Jabariya Jodi Review: Wonder What The Film Wanted To Convey With Its Hapzhazard Plotline
Jabariya Jodi Review: An Exemplary Example of Bad Direction
Movie: Jabariya Jodi
Actors: Sidharth Malhotra, Parineeti Chopra, Aparshakti Khurana, Sanjay Mishra
Director: Prashant Singh
Rated: 2 out of 5
My Verdict: The money that has been used to make the film could have been put to better uses!

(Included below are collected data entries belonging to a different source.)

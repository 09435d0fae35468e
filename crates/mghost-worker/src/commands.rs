//! Job commands behind the CLI.
//!
//! Every job command takes its arguments as one JSON object, the shape
//! accepted by `embed-key` and `extract-key`:
//!
//! ```json
//! {"video_path": "in.mp4", "output_path": "out.mp4",
//!  "keys": [10, 11, 12, 13], "sequence": "0231",
//!  "frag_length": 1, "threads": 8, "strength": 1.0, "step": 5.0}
//! ```
//!
//! `sequence` may be a digit string, a comma separated index list or a JSON
//! array of selectors.

use serde::de::DeserializeOwned;
use serde::{Deserialize, Serialize};
use serde_json::Value;
use std::path::PathBuf;
use std::sync::Arc;
use tracing::Instrument;

use mghost_media::{EngineConfig, Embedder, Extractor, MediaError, ProgressCallback};
use mghost_models::{
    EmbedResult, ExtractionJob, ExtractionResult, JobId, KeySequence, WatermarkJob,
};

use crate::config::WorkerConfig;
use crate::error::{WorkerError, WorkerResult};
use crate::ledger::{derive_keys, EmbedRecord, KeyLedger, NewRecord};
use crate::logging::JobLogger;

/// Per-invocation overrides of the watermark transform.
#[derive(Debug, Default, Clone, Copy, Deserialize)]
pub struct Tuning {
    #[serde(default)]
    pub strength: Option<f32>,
    #[serde(default)]
    pub step: Option<f32>,
}

impl Tuning {
    pub fn apply(self, mut engine: EngineConfig) -> EngineConfig {
        if let Some(strength) = self.strength {
            engine.strength = strength;
        }
        if let Some(step) = self.step {
            engine.step = step;
        }
        engine
    }
}

#[derive(Debug, Deserialize)]
struct UserEmbedArgs {
    video_path: PathBuf,
    output_path: PathBuf,
    user_email: String,
    user_name: String,
    #[serde(default, alias = "frag_length")]
    fragment_length_secs: Option<f64>,
    #[serde(default, alias = "threads")]
    parallelism: Option<usize>,
    #[serde(default)]
    codec: Option<String>,
}

#[derive(Debug, Deserialize)]
struct IdentifyArgs {
    video_path: PathBuf,
    #[serde(default, alias = "threads")]
    parallelism: Option<usize>,
}

/// Result of a ledger-backed embed.
#[derive(Debug, Clone, Serialize)]
pub struct UserEmbedOutcome {
    pub success: bool,
    pub unique_key: i64,
    #[serde(skip_serializing_if = "Option::is_none")]
    pub record_id: Option<String>,
    pub embed: EmbedResult,
}

/// Result of matching a video against the ledger.
#[derive(Debug, Clone, Serialize)]
pub struct IdentifyOutcome {
    pub success: bool,
    pub message: String,
    pub candidates_tried: usize,
    #[serde(skip_serializing_if = "Option::is_none")]
    pub record: Option<EmbedRecord>,
    #[serde(skip_serializing_if = "Option::is_none")]
    pub extraction: Option<ExtractionResult>,
    /// Whether the recovered order matches the recorded sequence
    pub sequence_matches: bool,
}

/// Runs jobs with a fixed worker configuration.
#[derive(Clone)]
pub struct Runner {
    config: WorkerConfig,
    progress: Option<ProgressCallback>,
}

impl Runner {
    pub fn new(config: WorkerConfig) -> Self {
        Self {
            config,
            progress: None,
        }
    }

    pub fn with_progress(mut self, callback: ProgressCallback) -> Self {
        self.progress = Some(callback);
        self
    }

    pub fn config(&self) -> &WorkerConfig {
        &self.config
    }

    fn embedder(&self, tuning: Tuning) -> Embedder {
        let embedder = Embedder::from_config(Arc::new(tuning.apply(self.config.engine.clone())));
        match &self.progress {
            Some(cb) => embedder.with_progress(cb.clone()),
            None => embedder,
        }
    }

    fn extractor(&self, tuning: Tuning) -> Extractor {
        let extractor =
            Extractor::from_config(Arc::new(tuning.apply(self.config.engine.clone())));
        match &self.progress {
            Some(cb) => extractor.with_progress(cb.clone()),
            None => extractor,
        }
    }

    /// Embed with caller-chosen keys and sequence.
    pub async fn embed_key(&self, raw: &str) -> WorkerResult<EmbedResult> {
        let value = parse_args(raw, self.config.engine.default_parallelism)?;
        let tuning: Tuning = from_args(value.clone())?;
        let job: WatermarkJob = from_args(value)?;

        let logger = JobLogger::new(&job.id, "embed_key");
        logger.log_start(format!(
            "{} -> {} ({} keys, sequence {})",
            job.video_path.display(),
            job.output_path.display(),
            job.keys.len(),
            job.sequence
        ));

        let result = self
            .embedder(tuning)
            .embed(&job)
            .instrument(logger.create_span())
            .await;
        log_embed(&logger, &result);
        Ok(result)
    }

    /// Recover the key order from a watermarked video.
    pub async fn extract_key(&self, raw: &str) -> WorkerResult<ExtractionResult> {
        let value = parse_args(raw, self.config.engine.default_parallelism)?;
        let tuning: Tuning = from_args(value.clone())?;
        let job: ExtractionJob = from_args(value)?;

        let logger = JobLogger::new(&job.id, "extract_key");
        logger.log_start(format!(
            "{} ({} candidate keys)",
            job.video_path.display(),
            job.keys.len()
        ));

        let result = self
            .extractor(tuning)
            .extract(&job)
            .instrument(logger.create_span())
            .await;
        log_extraction(&logger, &result);
        Ok(result)
    }

    /// Issue a fresh unique key to a user, embed its derived keys and
    /// record the issue in the ledger.
    pub async fn embed_for_user(&self, raw: &str) -> WorkerResult<UserEmbedOutcome> {
        let value = parse_args(raw, self.config.engine.default_parallelism)?;
        let tuning: Tuning = from_args(value.clone())?;
        let args: UserEmbedArgs = from_args(value)?;
        if args.user_email.trim().is_empty() || args.user_name.trim().is_empty() {
            return Err(WorkerError::invalid_arguments(
                "user_email and user_name are required",
            ));
        }

        let mut ledger = KeyLedger::open(&self.config.ledger_path).await?;
        let unique_key = ledger.generate_unique_key().await?;
        let (keys, sequence) = derive_keys(unique_key);

        let mut job = WatermarkJob::new(
            &args.video_path,
            &args.output_path,
            keys.clone(),
            sequence.clone(),
        )
        .with_fragment_length(
            args.fragment_length_secs
                .unwrap_or(self.config.user_fragment_secs),
        )
        .with_parallelism(
            args.parallelism
                .unwrap_or(self.config.engine.default_parallelism),
        );
        if let Some(codec) = args.codec {
            job = job.with_codec(codec);
        }

        let logger = JobLogger::new(&job.id, "embed_for_user");
        logger.log_start(format!(
            "key {} for {} <{}>",
            unique_key, args.user_name, args.user_email
        ));

        let embed = self
            .embedder(tuning)
            .embed(&job)
            .instrument(logger.create_span())
            .await;
        log_embed(&logger, &embed);
        if !embed.success {
            return Ok(UserEmbedOutcome {
                success: false,
                unique_key,
                record_id: None,
                embed,
            });
        }

        let record = ledger
            .save_record(NewRecord {
                key: unique_key,
                keys,
                sequence,
                fragment_length_secs: job.fragment_length_secs,
                video_path: job.video_path.clone(),
                output_path: embed.output_path.clone(),
                user_email: Some(args.user_email),
                user_name: Some(args.user_name),
                video_info: embed.video_info.clone(),
            })
            .await?;

        Ok(UserEmbedOutcome {
            success: true,
            unique_key,
            record_id: Some(record.id),
            embed,
        })
    }

    /// Try every ledger record, newest first, until one extracts cleanly.
    pub async fn identify(&self, raw: &str) -> WorkerResult<IdentifyOutcome> {
        let value = parse_args(raw, self.config.engine.default_parallelism)?;
        let tuning: Tuning = from_args(value.clone())?;
        let args: IdentifyArgs = from_args(value)?;
        if !args.video_path.exists() {
            return Err(MediaError::FileNotFound(args.video_path).into());
        }

        let ledger = KeyLedger::open(&self.config.ledger_path).await?;
        let candidates: Vec<&EmbedRecord> = ledger
            .all_records()
            .into_iter()
            .filter(|r| !r.keys.is_empty() && !r.sequence.is_empty())
            .collect();

        let logger = JobLogger::new(&JobId::new(), "identify");
        logger.log_start(format!(
            "{} against {} record(s)",
            args.video_path.display(),
            candidates.len()
        ));

        if candidates.is_empty() {
            logger.log_warning("Ledger has no usable records");
            return Ok(IdentifyOutcome {
                success: false,
                message: "The ledger has no records to match against".to_string(),
                candidates_tried: 0,
                record: None,
                extraction: None,
                sequence_matches: false,
            });
        }

        let extractor = self.extractor(tuning);
        let parallelism = args
            .parallelism
            .unwrap_or(self.config.engine.default_parallelism);

        for (tried, record) in candidates.iter().enumerate() {
            let job = ExtractionJob::new(&args.video_path, record.keys.clone())
                .with_fragment_length(record.fragment_length_secs)
                .with_parallelism(parallelism);
            let result = extractor
                .extract(&job)
                .instrument(logger.create_span())
                .await;

            if !result.success || result.placeholder {
                logger.log_progress(format!(
                    "record {} (key {}) did not match",
                    record.id, record.key
                ));
                continue;
            }

            let sequence_matches = matches_recorded_order(record, &result.sequence);
            if !sequence_matches {
                logger.log_warning(format!(
                    "key {} matched but the recovered order differs from the record",
                    record.key
                ));
            }
            logger.log_completion(format!("matched key {}", record.key));
            return Ok(IdentifyOutcome {
                success: true,
                message: format!(
                    "Video belongs to {}",
                    record.user_name.as_deref().unwrap_or("an unnamed user")
                ),
                candidates_tried: tried + 1,
                record: Some((*record).clone()),
                extraction: Some(result),
                sequence_matches,
            });
        }

        logger.log_completion("no record matched");
        Ok(IdentifyOutcome {
            success: false,
            message: "No ledger record matched this video".to_string(),
            candidates_tried: candidates.len(),
            record: None,
            extraction: None,
            sequence_matches: false,
        })
    }

    pub async fn records(&self) -> WorkerResult<Vec<EmbedRecord>> {
        let ledger = KeyLedger::open(&self.config.ledger_path).await?;
        Ok(ledger.all_records().into_iter().cloned().collect())
    }

    pub async fn lookup(&self, key: i64) -> WorkerResult<EmbedRecord> {
        let ledger = KeyLedger::open(&self.config.ledger_path).await?;
        ledger
            .find_by_key(key)
            .cloned()
            .ok_or_else(|| WorkerError::RecordNotFound(format!("key {}", key)))
    }

    pub async fn delete_record(&self, id: &str) -> WorkerResult<EmbedRecord> {
        let mut ledger = KeyLedger::open(&self.config.ledger_path).await?;
        ledger.delete_record(id).await
    }

    pub async fn next_key(&self) -> WorkerResult<i64> {
        let ledger = KeyLedger::open(&self.config.ledger_path).await?;
        Ok(ledger.next_key())
    }
}

/// Parse a JSON argument object, normalising `sequence` strings and
/// filling in the configured parallelism.
pub fn parse_args(raw: &str, default_parallelism: usize) -> WorkerResult<Value> {
    let mut value: Value = serde_json::from_str(raw)
        .map_err(|e| WorkerError::invalid_arguments(format!("Invalid JSON arguments: {}", e)))?;
    let object = value
        .as_object_mut()
        .ok_or_else(|| WorkerError::invalid_arguments("arguments must be a JSON object"))?;

    let sequence = object
        .get("sequence")
        .and_then(Value::as_str)
        .map(str::to_owned);
    if let Some(sequence) = sequence {
        let parsed: KeySequence = sequence.parse()?;
        object.insert("sequence".to_string(), serde_json::to_value(parsed)?);
    }

    if !object.contains_key("threads") && !object.contains_key("parallelism") {
        object.insert("parallelism".to_string(), Value::from(default_parallelism));
    }
    Ok(value)
}

fn from_args<T: DeserializeOwned>(value: Value) -> WorkerResult<T> {
    serde_json::from_value(value).map_err(|e| WorkerError::invalid_arguments(e.to_string()))
}

/// Whether `recovered` is the cyclic expansion of the record's sequence.
fn matches_recorded_order(record: &EmbedRecord, recovered: &[usize]) -> bool {
    let Ok(resolved) = record.sequence.resolve(&record.keys) else {
        return false;
    };
    recovered
        .iter()
        .enumerate()
        .all(|(i, index)| resolved[i % resolved.len()].0 == *index)
}

fn log_embed(logger: &JobLogger, result: &EmbedResult) {
    logger.log_job_warnings(&result.warnings);
    match &result.error {
        None => logger.log_completion(format!(
            "{} fragments written to {}",
            result.fragment_count,
            result.output_path.display()
        )),
        Some(error) => logger.log_error(error),
    }
}

fn log_extraction(logger: &JobLogger, result: &ExtractionResult) {
    match &result.error {
        None if result.placeholder => logger.log_job_warnings(&result.warnings),
        None => logger.log_completion(format!("sequence {:?}", result.sequence)),
        Some(error) => logger.log_error(error),
    }
}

The film is based on the now obsolete custom of Pakadwa Vivah where an eligible groom used to be kidnapped at gunpoint and was forced to get married to girls whose parents didn’t have the cash flow to pay a huge dowry! In the film, Sidharth Malhotra plays a Patna based goon Abhay Singh, whose job is to kidnap men and get them forcefully married. Mind you, it is his father Hukum Singh played by Javed Jaffery who brainwashes him into thinking that he is indeed doing one of the most sacrosanct jobs on the surface of this earth! Everything comes to a grinding halt when Babli (Parineeti Chopra) who also happens to be Abhay’s childhood love crosses path and he starts liking him and then the same old Borrrringg love story ensues. There is barely anything in the film. The film is a serious case of haphazard writing and pathetic direction!
First things first – Everything looks forced! Jabariya!! So much so, that you keep exclaiming to yourself, what is happening, man?! Ei Kaa Hot Hai Babhua? Aisan Bhi Hot Hai Kaa? I mean, we are talking Bihar and one crucial song that is there to set the mood, is in Punjabi! Really? Thankfully another Punjabi number remixed by the one and the only the official remix king of Bollywood – Tanishk Bagchi ‘Khadke Gilasi’ is not there in the film! What a relief!
When we talk about performances, Sidharth Malhotra for some strange reason looks comfortable in the skin of his character but falters when it comes to the body language and the Bihari diction. It sounds fake! Jabariya Diction! And what’s with the clothes he is wearing? I mean, show me one Bihari lad (in Bihar) wearing crisp white denim pants, multi-coloured and patterned shirts and not to forget that gelled hair! And at the same time the stereotypical paan-stained lips and the ever-present ‘Gamcha.’ Sidharth tries really hard though!
Coming to Parineeti Chopra – she has been playing the fiesty motor-mouth girl in almost all her films and this film too she plays a girl who is cheeky and audacious and is ready to go to any length to get what she wants! Well, this is just for the first half. In the second half, wonder what happens to her strength of character, she is forever crying and sulking like forever and ever! This sudden change in the characteristic after the interval is not just off-putting but it is also very obnoxious, much more than her red hair! Chopra needs to get her act together. Javed Jaffery has just messed up the diction. He sounds so damn funny in that fake Bihari accent that he puts on, keeping that aside, he has put out a fairly believable performance. The best part of the film was none other than Sanjay Mishra who plays Babli’s father. Sanjay just shines in the film because he plays a character whose idiosyncrasies, he is well aware of precisely because he has been born and brought up in the same milieu. His sleepwalking scenes are just hilarious! Everyone else in the film doesn’t really have much to do and neither they are given much screen time and hence it wouldn’t be an exaggeration to state that they don’t even count!
It is best if I keep the music out of the review because it is just soulless. The costumes are more than overdone, the direction goes haywire, the cinematography has nothing to boast of, the writing is bad – this is reflected even more when instead of establishing the backdrop of Bihar in pictures, the film does it through dialogues! What’s more, the film is replete with tongue-in-cheek oneliners that do extract laughter (at times) but then it is just overdone! All in all, the money that has been used to make the film could have been put to better uses!